Oltre che del pagamento del pedaggio (che si aggirava intorno alle 30/40 lire), il barcarolo aveva anche bisogno del consenso dei proprietari dei terreni per attraccare sugli stessi. Di norma il permesso veniva concesso, ma talvolta, a causa delle piene, il cambiamento del corso del fiume portava alla modifica del punto di attracco e poteva succedere che il permesso venisse negato e sorgessero liti.

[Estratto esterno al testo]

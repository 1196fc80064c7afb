//! Print dispatch
//!
//! Routes a classified, numbered ticket to its destination printers and
//! aggregates per-destination success/failure. Each attempt is
//! independent: one destination failing never blocks the others, and
//! never aborts processing of subsequent tickets.

use std::collections::HashMap;
use std::fmt;
use thiserror::Error;
use tracing::{error, info, instrument};
use villan_printer::Printer;

use crate::classify::Ticket;
use crate::render::TicketRenderer;

#[derive(Debug, Error, PartialEq, Eq)]
pub enum DispatchError {
    /// The originating register has no printer mapped in configuration
    #[error("Unknown register: {0}")]
    UnknownRegister(String),
}

/// The three physical print targets
#[derive(Debug, Clone, Copy, PartialEq, Eq)]
pub enum Destination {
    Customer,
    Kitchen,
    Register,
}

impl fmt::Display for Destination {
    fn fmt(&self, f: &mut fmt::Formatter<'_>) -> fmt::Result {
        match self {
            Destination::Customer => write!(f, "customer"),
            Destination::Kitchen => write!(f, "kitchen"),
            Destination::Register => write!(f, "register"),
        }
    }
}

/// Per-destination outcome of one ticket dispatch
///
/// `None` means the destination was not attempted (no items for it).
#[derive(Debug, Clone, Default, PartialEq, Eq)]
pub struct DispatchReport {
    pub customer: bool,
    pub kitchen: Option<bool>,
    pub register: Option<bool>,
}

impl DispatchReport {
    /// Count of attempted destinations that failed
    pub fn failures(&self) -> usize {
        let mut n = usize::from(!self.customer);
        if self.kitchen == Some(false) {
            n += 1;
        }
        if self.register == Some(false) {
            n += 1;
        }
        n
    }
}

/// Routes tickets to the configured printers
///
/// The customer and register copies go to the printer bound to the
/// originating register; the kitchen copy goes to the fixed kitchen
/// printer.
pub struct PrintDispatcher<P: Printer> {
    registers: HashMap<String, P>,
    kitchen: P,
    renderer: TicketRenderer,
}

impl<P: Printer> PrintDispatcher<P> {
    pub fn new(registers: HashMap<String, P>, kitchen: P, renderer: TicketRenderer) -> Self {
        Self {
            registers,
            kitchen,
            renderer,
        }
    }

    /// Dispatch one ticket to its destination printers
    ///
    /// 1. Customer copy: always, merged items, to the register's printer.
    /// 2. Kitchen copy: only when the ticket has kitchen items.
    /// 3. Register copy: only when the ticket has register items.
    #[instrument(skip(self, ticket), fields(sequence = ?ticket.sequence_id, register = %ticket.origin_register))]
    pub async fn dispatch(&self, ticket: &Ticket) -> Result<DispatchReport, DispatchError> {
        let register_printer = self
            .registers
            .get(&ticket.origin_register)
            .ok_or_else(|| DispatchError::UnknownRegister(ticket.origin_register.clone()))?;

        let mut report = DispatchReport::default();

        let data = self.renderer.customer_copy(ticket);
        report.customer = self
            .attempt(Destination::Customer, register_printer, &data)
            .await;

        if !ticket.kitchen_items.is_empty() {
            let data = self.renderer.kitchen_copy(ticket);
            report.kitchen = Some(self.attempt(Destination::Kitchen, &self.kitchen, &data).await);
        }

        if !ticket.register_items.is_empty() {
            let data = self.renderer.register_copy(ticket);
            report.register = Some(
                self.attempt(Destination::Register, register_printer, &data)
                    .await,
            );
        }

        Ok(report)
    }

    /// One isolated print attempt; failures are logged and reported, never raised
    async fn attempt(&self, destination: Destination, printer: &P, data: &[u8]) -> bool {
        match printer.print(data).await {
            Ok(()) => {
                info!(destination = %destination, bytes = data.len(), "Print job sent");
                true
            }
            Err(e) => {
                error!(destination = %destination, error = %e, "Print job failed");
                false
            }
        }
    }
}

Ricostruzione storica delle distruzioni e delle ristrutturazioni del ponte sull´Esino
1765: una piena del fiume Esino rende inutilizzabile la struttura lignea originaria del ponte.
Anni ´80 dell´Ottocento: viene costruito un ponte in legno di 114 metri di larghezza, composto da 19 campate.
Le numerose piene del fiume e il rifacimento della vicina chiusa Pallavicino, avvenuta nel 1900 per volere del Marchese Domenico Pallavicino e determinante il rialzo del fiume, diedero vita difficile al ponte.
1922-1923-1926: anni in cui il ponte viene restaurato nel timore che le acque dell´Esino lo demolissero.
1938-1941: il podestà Arrigo Cinti, preoccupato per l´isolamento della frazione di Moie, affida alla ditta Emilio Frezzotti la ricostruzione del ponte in legno.
1944: il ponte viene incendiato dai tedeschi in ritirata. I danni fortunatamente non furono eccessivi e fu possibile rendere la struttura parzialmente transitabile ai pedoni.
1946: una nuova piena del fiume rende nuovamente precaria la struttura.
1963-1964: il ponte viene ricostruito, stavolta in cemento armato, dalla ditta Fabbretti e Bonci di Cupramontana.
1991: una piena disastrosa compromette in parte la stabilità del ponte.
2006-2007: il ponte viene completamente ricostruito e ampliato.



di Simona Bacci

BIBLIOGRAFIA
Ceccarelli Marcello, Il molino della Torre in Maiolati Spontini ed i suoi dintorni, Comune di Maiolati Spontini, Tipografia U.T.J., Jesi 2009.